Anschlagsziel Hotel Orania

Behörden registrierten zwölf Strafverfahren in knapp einem Jahr.

Rund ein Jahr ist es her, seit das Hotel Orania an der Oranienstraße eröffnet hat. Unter Linksextremisten und Gentrifizierungsgegnern gilt es als eines der wichtigsten Symbole der Verdrängung und Touristifizierung im Bezirk, das es zu bekämpfen gilt – notfalls mit Gewalt: Zwölf Ermittlungsverfahren wegen Straftaten zu Lasten des Hotels oder seiner Mitarbeiter gibt es seit September 2017. Ausgerichtet haben die Verursacher dieser Taten damit wenig: Das Orania ist auf Anhieb in eine wichtige Top-Liste der weltweit besten City-Hotels aufgestiegen.

Auch Landfriedensbruch

Unter den Straftaten befinden sich zehn Sachbeschädigungen zum Nachteil des Hotels und zwei Verstöße gegen das Versammlungsgesetz durch nicht angemeldete Veranstaltungen. Das geht aus der Antwort der Senatsverwaltung für Inneres an den SPD-Abgeordneten Tom Schreiber hervor. Demnach wurde in acht Fällen durch Vertreter des Hotels Anzeige erstattet. In vier Fällen wurden die Ermittlungen von Amts wegen aufgenommen. Zu den Sachbeschädigungen zählten unter anderem mehrere Farbanschläge. Darüber hinaus sind die Scheiben des Hotels mehrmals eingeschlagen worden. Erkenntnisse über die Gesamthöhe der Schäden hat die Senatsverwaltung laut dem Papier nicht. Bekennerschreiben aus dem linksextremen Spektrum dazu gibt es in einschlägigen Foren, jedoch hat dies nicht zu Fortschritten bei den Ermittlungen geführt. Medienberichten zufolge hat es auch Bedrohungen der Familie des Betreibers über Plakataushänge gegeben. Ob deshalb ermittelt wurde, geht aus der Antwort der Senatsverwaltung nicht hervor.

Organisierte Gegner

Proteste gegen das Hotel hat es auch von Mieterbündnissen und Initiativen gegeben. Die Senatsverwaltung für Inneres stellt in dem Dokument klar, dass sie davon ausgeht, dass sich Linksextremisten nicht nur an Mieterbündnissen beteiligen würden, sondern sie zum Teil selbst organisieren. Themen wie Mietensteigerung und Verdrängung würden sich idealtypisch für postautonome Gruppen anbieten, da sehr viele Menschen davon betroffen seien.
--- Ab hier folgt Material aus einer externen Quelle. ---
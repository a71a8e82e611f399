//! Plan repository (C4): CRUD over plans, retrieval with ordered tasks and
//! per-task dependency summaries, and cascade delete of orphan tasks.

use tracing::debug;

use crate::domain::{NewPlan, Plan, PlanPatch, PlanStatus, TaskInPlan};
use crate::helpers::{
    ensure_relationship_to_domain_id, find_by_id, metadata_to_property, tags_to_property,
    vertex_to_plan, vertex_to_task,
};
use crate::model::{Direction, PropertyMap, Value};
use crate::storage::StorageBackend;
use crate::{Error, Result};

const LABEL: &str = "Plan";

fn now() -> String {
    chrono::Utc::now().to_rfc3339()
}

fn new_id() -> String {
    uuid::Uuid::new_v4().to_string()
}

pub async fn add<B: StorageBackend>(
    backend: &B,
    tx: &mut B::Tx,
    input: NewPlan,
) -> Result<Plan> {
    if input.name.trim().is_empty() {
        return Err(Error::InvalidInput("plan name must not be empty".into()));
    }

    let id = input.id.unwrap_or_else(new_id);
    let status = input.status.unwrap_or_default();
    let description = input.description.unwrap_or_default();
    let timestamp = now();

    let mut props = PropertyMap::new();
    props.insert("id".into(), Value::from(id.clone()));
    props.insert("node_type".into(), Value::from(LABEL));
    props.insert("name".into(), Value::from(input.name.clone()));
    props.insert("description".into(), Value::from(description.clone()));
    props.insert("status".into(), Value::from(status.as_str()));
    props.insert("tags".into(), tags_to_property(&input.tags));
    props.insert("metadata".into(), metadata_to_property(&input.metadata));
    props.insert("created_at".into(), Value::from(timestamp.clone()));
    props.insert("updated_at".into(), Value::from(timestamp.clone()));

    let node_id = backend.create_node(tx, &[LABEL], props).await?;

    for rel in &input.relationships {
        ensure_relationship_to_domain_id(backend, tx, node_id, &rel.to_id, &rel.rel_type).await?;
    }

    Ok(Plan {
        id,
        node_type: LABEL.to_string(),
        name: input.name,
        description,
        status,
        tags: input.tags,
        metadata: input.metadata,
        created_at: timestamp.clone(),
        updated_at: timestamp,
    })
}

pub async fn get_by_id<B: StorageBackend>(
    backend: &B,
    tx: &B::Tx,
    id: &str,
) -> Result<Option<Plan>> {
    Ok(find_by_id(backend, tx, LABEL, id).await?.map(|n| vertex_to_plan(&n)))
}

pub async fn update<B: StorageBackend>(
    backend: &B,
    tx: &mut B::Tx,
    id: &str,
    patch: PlanPatch,
) -> Result<Plan> {
    let node = find_by_id(backend, tx, LABEL, id).await?
        .ok_or_else(|| Error::NotFound(format!("plan {id}")))?;

    if let Some(name) = &patch.name {
        backend.set_node_property(tx, node.id, "name", Value::from(name.clone())).await?;
    }
    if let Some(description) = &patch.description {
        backend.set_node_property(tx, node.id, "description", Value::from(description.clone())).await?;
    }
    if let Some(status) = &patch.status {
        backend.set_node_property(tx, node.id, "status", Value::from(status.as_str())).await?;
    }
    if let Some(tags) = &patch.tags {
        backend.set_node_property(tx, node.id, "tags", tags_to_property(tags)).await?;
    }
    if let Some(metadata) = &patch.metadata {
        backend.set_node_property(tx, node.id, "metadata", metadata_to_property(metadata)).await?;
    }
    backend.set_node_property(tx, node.id, "updated_at", Value::from(now())).await?;

    for rel in &patch.relationships {
        ensure_relationship_to_domain_id(backend, tx, node.id, &rel.to_id, &rel.rel_type).await?;
    }

    let updated = backend.get_node(tx, node.id).await?
        .ok_or_else(|| Error::NotFound(format!("plan {id}")))?;
    Ok(vertex_to_plan(&updated))
}

/// Filters by exact status and "any tag in the requested set", ordered by
/// `updated_at` descending. Default limit 50.
pub async fn list<B: StorageBackend>(
    backend: &B,
    tx: &B::Tx,
    status: Option<PlanStatus>,
    tags: Option<&[String]>,
    limit: Option<usize>,
) -> Result<Vec<Plan>> {
    let limit = limit.unwrap_or(50);
    let mut nodes = backend.nodes_by_label(tx, LABEL).await?;

    if let Some(status) = status {
        nodes.retain(|n| n.get("status").and_then(Value::as_str) == Some(status.as_str()));
    }
    if let Some(tags) = tags {
        if !tags.is_empty() {
            nodes.retain(|n| match n.get("tags") {
                Some(Value::List(node_tags)) => node_tags.iter()
                    .filter_map(Value::as_str)
                    .any(|t| tags.iter().any(|want| want == t)),
                _ => false,
            });
        }
    }

    nodes.sort_by(|a, b| {
        let ua = a.get("updated_at").and_then(Value::as_str).unwrap_or("");
        let ub = b.get("updated_at").and_then(Value::as_str).unwrap_or("");
        ub.cmp(ua)
    });
    nodes.truncate(limit);

    Ok(nodes.iter().map(vertex_to_plan).collect())
}

/// The plan and an ordered list of `TaskInPlan` entries, each with its
/// `position` within this plan and its `depends_on`/`blocks` ids restricted
/// to tasks in the same plan. Ordered strictly ascending by position.
pub async fn get_with_tasks<B: StorageBackend>(
    backend: &B,
    tx: &B::Tx,
    plan_id: &str,
) -> Result<Option<(Plan, Vec<TaskInPlan>)>> {
    let Some(plan_node) = find_by_id(backend, tx, LABEL, plan_id).await? else {
        return Ok(None);
    };

    let incoming = backend.get_relationships(tx, plan_node.id, Direction::Incoming, Some("PART_OF")).await?;

    let mut entries = Vec::with_capacity(incoming.len());
    let mut plan_task_ids = std::collections::HashSet::new();

    for rel in &incoming {
        let Some(task_node) = backend.get_node(tx, rel.src).await? else { continue };
        if let Some(tid) = task_node.get("id").and_then(Value::as_str) {
            plan_task_ids.insert(tid.to_string());
        }
    }

    for rel in incoming {
        let Some(task_node) = backend.get_node(tx, rel.src).await? else { continue };
        let position = rel.properties.get("position").and_then(Value::as_float).unwrap_or(0.0);

        let dep_rels = backend.get_relationships(tx, task_node.id, Direction::Outgoing, Some("DEPENDS_ON")).await?;
        let blocks_rels = backend.get_relationships(tx, task_node.id, Direction::Outgoing, Some("BLOCKS")).await?;

        let depends_on = resolve_ids_in_plan(backend, tx, &dep_rels, &plan_task_ids).await?;
        let blocks = resolve_ids_in_plan(backend, tx, &blocks_rels, &plan_task_ids).await?;

        entries.push(TaskInPlan {
            task: vertex_to_task(&task_node),
            position,
            depends_on,
            blocks,
        });
    }

    entries.sort_by(|a, b| a.position.partial_cmp(&b.position).unwrap_or(std::cmp::Ordering::Equal));

    Ok(Some((vertex_to_plan(&plan_node), entries)))
}

async fn resolve_ids_in_plan<B: StorageBackend>(
    backend: &B,
    tx: &B::Tx,
    rels: &[crate::model::Relationship],
    plan_task_ids: &std::collections::HashSet<String>,
) -> Result<Vec<String>> {
    let mut ids = Vec::new();
    for rel in rels {
        let Some(node) = backend.get_node(tx, rel.dst).await? else { continue };
        let Some(id) = node.get("id").and_then(Value::as_str) else { continue };
        if plan_task_ids.contains(id) {
            ids.push(id.to_string());
        }
    }
    Ok(ids)
}

/// Cascade delete, single transaction:
/// 1. collect all task ids reachable by `task -[:PART_OF]-> plan`;
/// 2. for each, check whether it has a PART_OF edge to some other plan;
/// 3. detach-delete every orphan task;
/// 4. detach-delete the plan node.
/// Returns the number of deleted tasks. Deleting a missing plan is a soft
/// no-op returning `None`.
pub async fn delete<B: StorageBackend>(
    backend: &B,
    tx: &mut B::Tx,
    plan_id: &str,
) -> Result<Option<u64>> {
    let Some(plan_node) = find_by_id(backend, tx, LABEL, plan_id).await? else {
        debug!(plan_id, "delete_plan: id not found, soft no-op");
        return Ok(None);
    };

    let incoming = backend.get_relationships(tx, plan_node.id, Direction::Incoming, Some("PART_OF")).await?;
    let task_ids: Vec<_> = incoming.iter().map(|r| r.src).collect();

    let mut orphans = Vec::new();
    for task_id in task_ids {
        let part_of = backend.get_relationships(tx, task_id, Direction::Outgoing, Some("PART_OF")).await?;
        let has_other_plan = part_of.iter().any(|r| r.dst != plan_node.id);
        if !has_other_plan {
            orphans.push(task_id);
        }
    }

    for task_id in &orphans {
        backend.detach_delete_node(tx, *task_id).await?;
    }

    backend.detach_delete_node(tx, plan_node.id).await?;

    Ok(Some(orphans.len() as u64))
}

#[cfg(test)]
mod tests {
    use super::*;
    use crate::domain::{NewTask, TraversalDirection};
    use crate::repo::task_repo;
    use crate::storage::MemoryBackend;
    use crate::tx::TxMode;

    async fn setup() -> (MemoryBackend, <MemoryBackend as StorageBackend>::Tx) {
        let backend = MemoryBackend::new();
        let tx = backend.begin_tx(TxMode::ReadWrite).await.unwrap();
        (backend, tx)
    }

    #[tokio::test]
    async fn add_and_get_round_trip() {
        let (backend, mut tx) = setup().await;
        let plan = add(&backend, &mut tx, NewPlan { name: "P".into(), ..Default::default() }).await.unwrap();
        assert_eq!(plan.status, PlanStatus::Active);
        let fetched = get_by_id(&backend, &tx, &plan.id).await.unwrap().unwrap();
        assert_eq!(fetched.name, "P");
    }

    #[tokio::test]
    async fn cascade_delete_removes_only_orphan_tasks() {
        let (backend, mut tx) = setup().await;
        let x = add(&backend, &mut tx, NewPlan { name: "X".into(), ..Default::default() }).await.unwrap();
        let y = add(&backend, &mut tx, NewPlan { name: "Y".into(), ..Default::default() }).await.unwrap();

        let a = task_repo::add(&backend, &mut tx, NewTask {
            content: "only-X".into(), plan_ids: vec![x.id.clone()], ..Default::default()
        }).await.unwrap();
        let b = task_repo::add(&backend, &mut tx, NewTask {
            content: "shared".into(), plan_ids: vec![x.id.clone(), y.id.clone()], ..Default::default()
        }).await.unwrap();

        let deleted = delete(&backend, &mut tx, &x.id).await.unwrap().unwrap();
        assert_eq!(deleted, 1);

        assert!(task_repo::get_by_id(&backend, &tx, &a.id).await.unwrap().is_none());
        let b_plans = task_repo::get_with_plans(&backend, &tx, &b.id).await.unwrap().unwrap().1;
        assert_eq!(b_plans, vec![y.id.clone()]);

        let _ = TraversalDirection::Both;
    }
}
Auf dem Weg des Engagements in Mieterbündnissen sollen demnach möglichst viele Menschen für die Idee einer „Systemveränderung“ gewonnen werden.

Stadthotel-Topliste

Der Hotel-Betrieb hat es in der Zwischenzeit auf eine Top-Liste der 100 weltbesten Wirtschaftshotels der in der Schweizer Wirtschaftszeitschrift „Bilanz“ geschafft, den besten Platz eines deutschen Hotels. Bis zur Eröffnung hatte das Gebäude, in dem es sich befindet, viele Jahre lang leer gestanden.